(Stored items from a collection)
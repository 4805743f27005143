//! Core entry point for the report_fonts crate.
//!
//! Resolve the report font once with [`fonts::resolve`], then pass the result to
//! [`registry::install`] or [`specimen::render`].

pub mod config;
pub mod fonts;
pub mod registry;
pub mod specimen;

pub use config::FontConfig;
pub use fonts::{resolve, BuiltinFamily, FontSetting, ResolvedFonts};
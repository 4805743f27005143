//! Configuration describing where the custom report fonts live.

use std::env;
use std::path::{Path, PathBuf};

use crate::fonts::BuiltinFamily;

/// Environment variable that overrides the directory searched for custom fonts.
pub const FONTS_DIR_ENV: &str = "REPORT_FONTS_DIR";

/// Logical name the custom family is registered under.
pub const DEFAULT_FAMILY_NAME: &str = "Arial";

/// File name of the regular weight.
pub const DEFAULT_REGULAR_FILE: &str = "Arial.ttf";

/// File name of the bold weight.
pub const DEFAULT_BOLD_FILE: &str = "Arial Bold.ttf";

/// Location and naming of the custom font pair plus the built-in family used when the pair is
/// unavailable.
#[derive(Clone, Debug, PartialEq, Eq)]
pub struct FontConfig {
    directory: PathBuf,
    family: String,
    regular_file: String,
    bold_file: String,
    fallback: BuiltinFamily,
}

impl Default for FontConfig {
    fn default() -> Self {
        Self {
            directory: PathBuf::from("."),
            family: DEFAULT_FAMILY_NAME.to_owned(),
            regular_file: DEFAULT_REGULAR_FILE.to_owned(),
            bold_file: DEFAULT_BOLD_FILE.to_owned(),
            fallback: BuiltinFamily::default(),
        }
    }
}

impl FontConfig {
    /// Creates the default configuration: `Arial.ttf` and `Arial Bold.ttf` in the working
    /// directory, falling back to Helvetica.
    pub fn new() -> Self {
        Self::default()
    }

    /// Creates the default configuration, taking the font directory from
    /// [`FONTS_DIR_ENV`] when it is set to a non-blank value.
    pub fn from_env() -> Self {
        let config = Self::default();
        match env::var_os(FONTS_DIR_ENV) {
            Some(value) if !value.to_string_lossy().trim().is_empty() => {
                config.with_directory(PathBuf::from(value))
            }
            _ => config,
        }
    }

    pub fn directory(&self) -> &Path {
        &self.directory
    }

    pub fn family(&self) -> &str {
        &self.family
    }

    pub fn regular_file(&self) -> &str {
        &self.regular_file
    }

    pub fn bold_file(&self) -> &str {
        &self.bold_file
    }

    pub fn fallback(&self) -> BuiltinFamily {
        self.fallback
    }

    /// Full path of the regular weight.
    pub fn regular_path(&self) -> PathBuf {
        self.directory.join(&self.regular_file)
    }

    /// Full path of the bold weight.
    pub fn bold_path(&self) -> PathBuf {
        self.directory.join(&self.bold_file)
    }

    /// Sets the directory searched for both font files.
    pub fn with_directory(mut self, directory: impl Into<PathBuf>) -> Self {
        self.directory = directory.into();
        self
    }

    /// Sets the logical name the custom family is registered under.
    pub fn with_family(mut self, family: impl Into<String>) -> Self {
        self.family = family.into();
        self
    }

    /// Sets the file name of the regular weight.
    pub fn with_regular_file(mut self, file: impl Into<String>) -> Self {
        self.regular_file = file.into();
        self
    }

    /// Sets the file name of the bold weight.
    pub fn with_bold_file(mut self, file: impl Into<String>) -> Self {
        self.bold_file = file.into();
        self
    }

    /// Sets the built-in family used when the custom pair cannot be loaded.
    pub fn with_fallback(mut self, fallback: BuiltinFamily) -> Self {
        self.fallback = fallback;
        self
    }
}

#[cfg(test)]
mod tests {
    use std::sync::Mutex;

    use super::*;

    static ENV_LOCK: Mutex<()> = Mutex::new(());

    #[test]
    fn defaults_point_at_working_directory() {
        let config = FontConfig::default();
        assert_eq!(config.regular_path(), Path::new(".").join("Arial.ttf"));
        assert_eq!(config.bold_path(), Path::new(".").join("Arial Bold.ttf"));
        assert_eq!(config.family(), "Arial");
        assert_eq!(config.fallback(), BuiltinFamily::Helvetica);
    }

    #[test]
    fn setters_override_every_field() {
        let config = FontConfig::new()
            .with_directory("/srv/fonts")
            .with_family("DejaVu")
            .with_regular_file("DejaVuSans.ttf")
            .with_bold_file("DejaVuSans-Bold.ttf")
            .with_fallback(BuiltinFamily::Times);

        assert_eq!(config.regular_path(), Path::new("/srv/fonts/DejaVuSans.ttf"));
        assert_eq!(config.bold_path(), Path::new("/srv/fonts/DejaVuSans-Bold.ttf"));
        assert_eq!(config.family(), "DejaVu");
        assert_eq!(config.fallback(), BuiltinFamily::Times);
    }

    #[test]
    fn env_directory_is_honoured_unless_blank() {
        let _lock = ENV_LOCK.lock().unwrap_or_else(|poisoned| poisoned.into_inner());
        let original = env::var_os(FONTS_DIR_ENV);

        env::set_var(FONTS_DIR_ENV, "/opt/report-fonts");
        assert_eq!(
            FontConfig::from_env().directory(),
            Path::new("/opt/report-fonts")
        );

        env::set_var(FONTS_DIR_ENV, "   ");
        assert_eq!(FontConfig::from_env().directory(), Path::new("."));

        match original {
            Some(value) => env::set_var(FONTS_DIR_ENV, value),
            None => env::remove_var(FONTS_DIR_ENV),
        }
    }
}
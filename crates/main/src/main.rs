use std::error::Error;
use std::path::PathBuf;

use clap::{Args, Parser, Subcommand};
use report_fonts::fonts::{self, BuiltinFamily, ResolvedFonts, UnavailableReason};
use report_fonts::specimen::{self, SpecimenOptions};
use report_fonts::FontConfig;

/// Resolves the report font and renders font specimens.
///
/// The custom family is read from `Arial.ttf` and `Arial Bold.ttf` in the working directory,
/// or in the directory named by `REPORT_FONTS_DIR`. When either file is unusable the built-in
/// fallback family is used instead.
#[derive(Parser)]
#[command(author, version, about = "Report font resolution with built-in fallback")]
struct Cli {
    #[command(flatten)]
    fonts: FontArgs,

    #[command(subcommand)]
    command: Commands,
}

#[derive(Args)]
struct FontArgs {
    /// Directory containing the custom font files.
    #[arg(long, global = true)]
    fonts_dir: Option<PathBuf>,

    /// Logical name of the custom family.
    #[arg(long, global = true)]
    family: Option<String>,

    /// File name of the regular weight.
    #[arg(long, global = true)]
    regular: Option<String>,

    /// File name of the bold weight.
    #[arg(long, global = true)]
    bold: Option<String>,

    /// Built-in family used when the custom fonts are unavailable (helvetica, times, courier).
    #[arg(long, global = true)]
    fallback: Option<BuiltinFamily>,
}

impl FontArgs {
    fn into_config(self) -> FontConfig {
        let mut config = FontConfig::from_env();
        if let Some(dir) = self.fonts_dir {
            config = config.with_directory(dir);
        }
        if let Some(family) = self.family {
            config = config.with_family(family);
        }
        if let Some(regular) = self.regular {
            config = config.with_regular_file(regular);
        }
        if let Some(bold) = self.bold {
            config = config.with_bold_file(bold);
        }
        if let Some(fallback) = self.fallback {
            config = config.with_fallback(fallback);
        }
        config
    }
}

#[derive(Subcommand)]
enum Commands {
    /// Print the active font identifier.
    #[command(name = "resolve")]
    Resolve,

    /// Render a one-page specimen in the active font.
    #[command(name = "specimen")]
    Specimen {
        /// Output path of the specimen PDF.
        #[arg(long, short, default_value = "font_specimen.pdf")]
        output: PathBuf,

        /// Sample text rendered in both weights.
        #[arg(long)]
        text: Option<String>,
    },
}

fn main() {
    env_logger::Builder::from_env(env_logger::Env::default().default_filter_or("warn")).init();

    let cli = Cli::parse();
    let config = cli.fonts.into_config();
    let resolved = fonts::resolve(&config);

    let result = match cli.command {
        Commands::Resolve => {
            report(&resolved, &config);
            Ok(())
        }
        Commands::Specimen { output, text } => {
            let mut options = SpecimenOptions::new();
            if let Some(text) = text {
                options = options.with_sample_text(text);
            }
            specimen::write(&resolved, &options, &output).map(|()| {
                println!(
                    "Generated {} using '{}'",
                    output.display(),
                    resolved.setting()
                );
            })
        }
    };

    if let Err(err) = result {
        eprintln!("Error: {}", err);
        print_error_sources(&err);
        std::process::exit(1);
    }
}

fn report(resolved: &ResolvedFonts, config: &FontConfig) {
    println!("{}", resolved.setting());
    if let (Some(cause), Some(reason)) = (resolved.fallback_cause(), resolved.fallback_reason()) {
        eprintln!("Fallback active ({}): {}", cause, reason);
        print_error_sources(reason);
        if cause == UnavailableReason::Missing {
            if let Some(line) = missing_files_line(config) {
                eprintln!("{}", line);
            }
        }
    }
}

fn missing_files_line(config: &FontConfig) -> Option<String> {
    if fonts::custom_fonts_available(config) {
        return None;
    }

    let listed = fonts::missing_font_files(config)
        .iter()
        .map(|path| path.display().to_string())
        .collect::<Vec<_>>()
        .join(", ");
    Some(format!("  missing files: {}", listed))
}

fn print_error_sources(mut error: &(dyn Error + 'static)) {
    while let Some(source) = error.source() {
        eprintln!("  caused by: {}", source);
        error = source;
    }
}

#[cfg(test)]
mod tests {
    use std::fs;

    use super::*;

    #[test]
    fn names_only_the_absent_weight() {
        let dir = tempfile::tempdir().expect("create scratch font dir");
        let config = FontConfig::new().with_directory(dir.path());
        fs::write(config.regular_path(), b"present").expect("write regular");

        let line = missing_files_line(&config).expect("bold is missing");
        assert!(line.contains("Arial Bold.ttf"));
        assert!(!line.contains(&config.regular_path().display().to_string()));

        fs::write(config.bold_path(), b"present").expect("write bold");
        assert_eq!(missing_files_line(&config), None);
    }
}
//! Built-in PDF font families used when the custom fonts are unavailable.

use std::borrow::Cow;
use std::fmt;
use std::str::FromStr;

use printpdf::BuiltinFont;

/// One of the base-14 PDF families. Every PDF viewer provides these, so they need no font files.
#[derive(Clone, Copy, Debug, Default, PartialEq, Eq, Hash)]
pub enum BuiltinFamily {
    #[default]
    Helvetica,
    Times,
    Courier,
}

impl BuiltinFamily {
    /// PostScript name of the regular weight, used as the fallback identifier.
    pub fn identifier(self) -> &'static str {
        match self {
            BuiltinFamily::Helvetica => "Helvetica",
            BuiltinFamily::Times => "Times-Roman",
            BuiltinFamily::Courier => "Courier",
        }
    }

    pub fn regular(self) -> BuiltinFont {
        match self {
            BuiltinFamily::Helvetica => BuiltinFont::Helvetica,
            BuiltinFamily::Times => BuiltinFont::TimesRoman,
            BuiltinFamily::Courier => BuiltinFont::Courier,
        }
    }

    pub fn bold(self) -> BuiltinFont {
        match self {
            BuiltinFamily::Helvetica => BuiltinFont::HelveticaBold,
            BuiltinFamily::Times => BuiltinFont::TimesBold,
            BuiltinFamily::Courier => BuiltinFont::CourierBold,
        }
    }
}

impl fmt::Display for BuiltinFamily {
    fn fmt(&self, f: &mut fmt::Formatter<'_>) -> fmt::Result {
        f.write_str(self.identifier())
    }
}

/// Error returned when parsing an unknown built-in family name.
#[derive(Clone, Debug, PartialEq, Eq)]
pub struct UnknownBuiltinFamily(String);

impl fmt::Display for UnknownBuiltinFamily {
    fn fmt(&self, f: &mut fmt::Formatter<'_>) -> fmt::Result {
        write!(
            f,
            "unknown built-in font family '{}' (expected helvetica, times or courier)",
            self.0
        )
    }
}

impl std::error::Error for UnknownBuiltinFamily {}

impl FromStr for BuiltinFamily {
    type Err = UnknownBuiltinFamily;

    fn from_str(value: &str) -> Result<Self, Self::Err> {
        match value.trim().to_ascii_lowercase().as_str() {
            "helvetica" => Ok(BuiltinFamily::Helvetica),
            "times" | "times-roman" => Ok(BuiltinFamily::Times),
            "courier" => Ok(BuiltinFamily::Courier),
            _ => Err(UnknownBuiltinFamily(value.to_owned())),
        }
    }
}

/// Maps the Turkish letters missing from the WinAnsi encoding onto their closest ASCII letter.
///
/// The remaining Turkish letters (ç, ö, ü and their capitals) are part of WinAnsi and are kept.
pub(crate) fn fold_to_winansi(text: &str) -> Cow<'_, str> {
    if !text.chars().any(|c| winansi_replacement(c).is_some()) {
        return Cow::Borrowed(text);
    }

    Cow::Owned(
        text.chars()
            .map(|c| winansi_replacement(c).unwrap_or(c))
            .collect(),
    )
}

fn winansi_replacement(c: char) -> Option<char> {
    match c {
        'ğ' => Some('g'),
        'Ğ' => Some('G'),
        'ı' => Some('i'),
        'İ' => Some('I'),
        'ş' => Some('s'),
        'Ş' => Some('S'),
        _ => None,
    }
}

#[cfg(test)]
mod tests {
    use super::*;

    #[test]
    fn parses_known_names_case_insensitively() {
        assert_eq!("Helvetica".parse(), Ok(BuiltinFamily::Helvetica));
        assert_eq!(" TIMES ".parse(), Ok(BuiltinFamily::Times));
        assert_eq!("times-roman".parse(), Ok(BuiltinFamily::Times));
        assert_eq!("courier".parse(), Ok(BuiltinFamily::Courier));
    }

    #[test]
    fn rejects_unknown_names() {
        let err = "Comic Sans".parse::<BuiltinFamily>().unwrap_err();
        assert!(err.to_string().contains("Comic Sans"));
    }

    #[test]
    fn weights_match_family() {
        assert!(matches!(
            BuiltinFamily::Times.bold(),
            BuiltinFont::TimesBold
        ));
        assert!(matches!(
            BuiltinFamily::Courier.regular(),
            BuiltinFont::Courier
        ));
        assert_eq!(BuiltinFamily::default().identifier(), "Helvetica");
    }

    #[test]
    fn folds_only_letters_outside_winansi() {
        assert_eq!(
            fold_to_winansi("Işık, Ğ ve Ş; çöü kalır"),
            "Isik, G ve S; çöü kalir"
        );
        assert!(matches!(fold_to_winansi("çöü ÇÖÜ"), Cow::Borrowed(_)));
    }
}
use anyhow::Result;
use clap::Parser;
use physex_cli::plot::render_minkowski;
use physex_cli::{emit, init_logging, CommonArgs, PlotArgs};
use physex_core::exercises::lorentz::{lorentz_transform, MinkowskiSettings};

/// Lorentz transformation of two events and their Minkowski diagram.
#[derive(Parser, Debug)]
#[command(name = "lorentz", version)]
struct Cli {
    #[command(flatten)]
    common: CommonArgs,

    #[command(flatten)]
    plot: PlotArgs,

    /// Frame velocity as a fraction of c
    #[arg(long, default_value_t = 0.6, allow_negative_numbers = true)]
    velocity: f64,
}

fn run(cli: &Cli) -> Result<()> {
    let settings = MinkowskiSettings {
        velocity: cli.velocity,
        ..MinkowskiSettings::default()
    };
    let report = lorentz_transform(&settings)?;
    emit(&report, cli.common.json)?;
    if let Some(path) = cli.plot.target("minkowski.svg") {
        render_minkowski(&report, &path)?;
    }
    Ok(())
}

fn main() -> Result<()> {
    let cli = Cli::parse();
    init_logging(&cli.common);
    run(&cli).inspect_err(|e| log::error!("{e:#}"))
}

▶ Task brief
All lines above with the word "Arial" need to be reported.

▶ Task solution
pub const DEFAULT_FAMILY_NAME: &str = "Arial";
pub const DEFAULT_REGULAR_FILE: &str = "Arial.ttf";
pub const DEFAULT_BOLD_FILE: &str = "Arial Bold.ttf";
    /// Creates the default configuration: `Arial.ttf` and `Arial Bold.ttf` in the working
        assert_eq!(config.regular_path(), Path::new(".").join("Arial.ttf"));
        assert_eq!(config.bold_path(), Path::new(".").join("Arial Bold.ttf"));
        assert_eq!(config.family(), "Arial");
/// The custom family is read from `Arial.ttf` and `Arial Bold.ttf` in the working directory,
        assert!(line.contains("Arial Bold.ttf"));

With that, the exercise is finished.